**Your goal:**
Starting at the first line below, copy through to the last line exactly.

# # # # #

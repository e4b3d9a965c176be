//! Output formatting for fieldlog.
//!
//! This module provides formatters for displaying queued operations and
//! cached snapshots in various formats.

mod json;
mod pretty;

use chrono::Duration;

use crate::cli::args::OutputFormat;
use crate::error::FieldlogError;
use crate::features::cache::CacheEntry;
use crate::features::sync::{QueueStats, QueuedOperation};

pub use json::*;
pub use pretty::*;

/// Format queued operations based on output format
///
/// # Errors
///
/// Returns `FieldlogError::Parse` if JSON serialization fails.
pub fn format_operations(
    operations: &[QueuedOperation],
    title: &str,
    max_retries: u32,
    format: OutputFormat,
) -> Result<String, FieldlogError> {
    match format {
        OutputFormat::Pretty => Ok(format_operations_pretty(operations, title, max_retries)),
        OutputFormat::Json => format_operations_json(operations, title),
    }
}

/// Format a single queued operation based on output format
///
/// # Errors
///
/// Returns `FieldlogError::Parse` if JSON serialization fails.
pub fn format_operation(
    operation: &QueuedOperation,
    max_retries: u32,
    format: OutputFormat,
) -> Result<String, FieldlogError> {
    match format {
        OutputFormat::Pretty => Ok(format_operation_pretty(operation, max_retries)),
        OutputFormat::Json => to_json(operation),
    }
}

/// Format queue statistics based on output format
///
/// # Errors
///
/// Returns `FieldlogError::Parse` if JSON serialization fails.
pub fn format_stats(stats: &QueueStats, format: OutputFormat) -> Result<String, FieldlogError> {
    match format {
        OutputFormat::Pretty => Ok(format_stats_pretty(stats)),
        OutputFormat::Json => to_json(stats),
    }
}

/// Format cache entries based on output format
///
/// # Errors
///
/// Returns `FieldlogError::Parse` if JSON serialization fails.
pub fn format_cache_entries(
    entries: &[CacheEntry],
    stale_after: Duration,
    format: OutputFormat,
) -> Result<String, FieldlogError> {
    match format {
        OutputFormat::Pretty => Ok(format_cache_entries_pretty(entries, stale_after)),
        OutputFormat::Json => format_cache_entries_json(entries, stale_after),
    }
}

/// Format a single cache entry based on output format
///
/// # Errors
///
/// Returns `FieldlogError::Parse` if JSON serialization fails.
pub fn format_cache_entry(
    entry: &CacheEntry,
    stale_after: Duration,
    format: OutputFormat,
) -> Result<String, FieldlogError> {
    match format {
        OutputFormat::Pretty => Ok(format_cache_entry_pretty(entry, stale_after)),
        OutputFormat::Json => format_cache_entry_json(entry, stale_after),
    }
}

# # # # #

**Solution for this task:**
repository e4b3d9a965c176be
//! Output formatting for fieldlog.
//!
//! This module provides formatters for displaying queued operations and
//! cached snapshots in various formats.

mod json;
mod pretty;

use chrono::Duration;

use crate::cli::args::OutputFormat;
use crate::error::FieldlogError;
use crate::features::cache::CacheEntry;
use crate::features::sync::{QueueStats, QueuedOperation};

pub use json::*;
pub use pretty::*;

/// Format queued operations based on output format
///
/// # Errors
///
/// Returns `FieldlogError::Parse` if JSON serialization fails.
pub fn format_operations(
    operations: &[QueuedOperation],
    title: &str,
    max_retries: u32,
    format: OutputFormat,
) -> Result<String, FieldlogError> {
    match format {
        OutputFormat::Pretty => Ok(format_operations_pretty(operations, title, max_retries)),
        OutputFormat::Json => format_operations_json(operations, title),
    }
}

/// Format a single queued operation based on output format
///
/// # Errors
///
/// Returns `FieldlogError::Parse` if JSON serialization fails.
pub fn format_operation(
    operation: &QueuedOperation,
    max_retries: u32,
    format: OutputFormat,
) -> Result<String, FieldlogError> {
    match format {
        OutputFormat::Pretty => Ok(format_operation_pretty(operation, max_retries)),
        OutputFormat::Json => to_json(operation),
    }
}

/// Format queue statistics based on output format
///
/// # Errors
///
/// Returns `FieldlogError::Parse` if JSON serialization fails.
pub fn format_stats(stats: &QueueStats, format: OutputFormat) -> Result<String, FieldlogError> {
    match format {
        OutputFormat::Pretty => Ok(format_stats_pretty(stats)),
        OutputFormat::Json => to_json(stats),
    }
}

/// Format cache entries based on output format
///
/// # Errors
///
/// Returns `FieldlogError::Parse` if JSON serialization fails.
pub fn format_cache_entries(
    entries: &[CacheEntry],
    stale_after: Duration,
    format: OutputFormat,
) -> Result<String, FieldlogError> {
    match format {
        OutputFormat::Pretty => Ok(format_cache_entries_pretty(entries, stale_after)),
        OutputFormat::Json => format_cache_entries_json(entries, stale_after),
    }
}

/// Format a single cache entry based on output format
///
/// # Errors
///
/// Returns `FieldlogError::Parse` if JSON serialization fails.
pub fn format_cache_entry(
    entry: &CacheEntry,
    stale_after: Duration,
    format: OutputFormat,
) -> Result<String, FieldlogError> {
    match format {
        OutputFormat::Pretty => Ok(format_cache_entry_pretty(entry, stale_after)),
        OutputFormat::Json => format_cache_entry_json(entry, stale_after),
    }
}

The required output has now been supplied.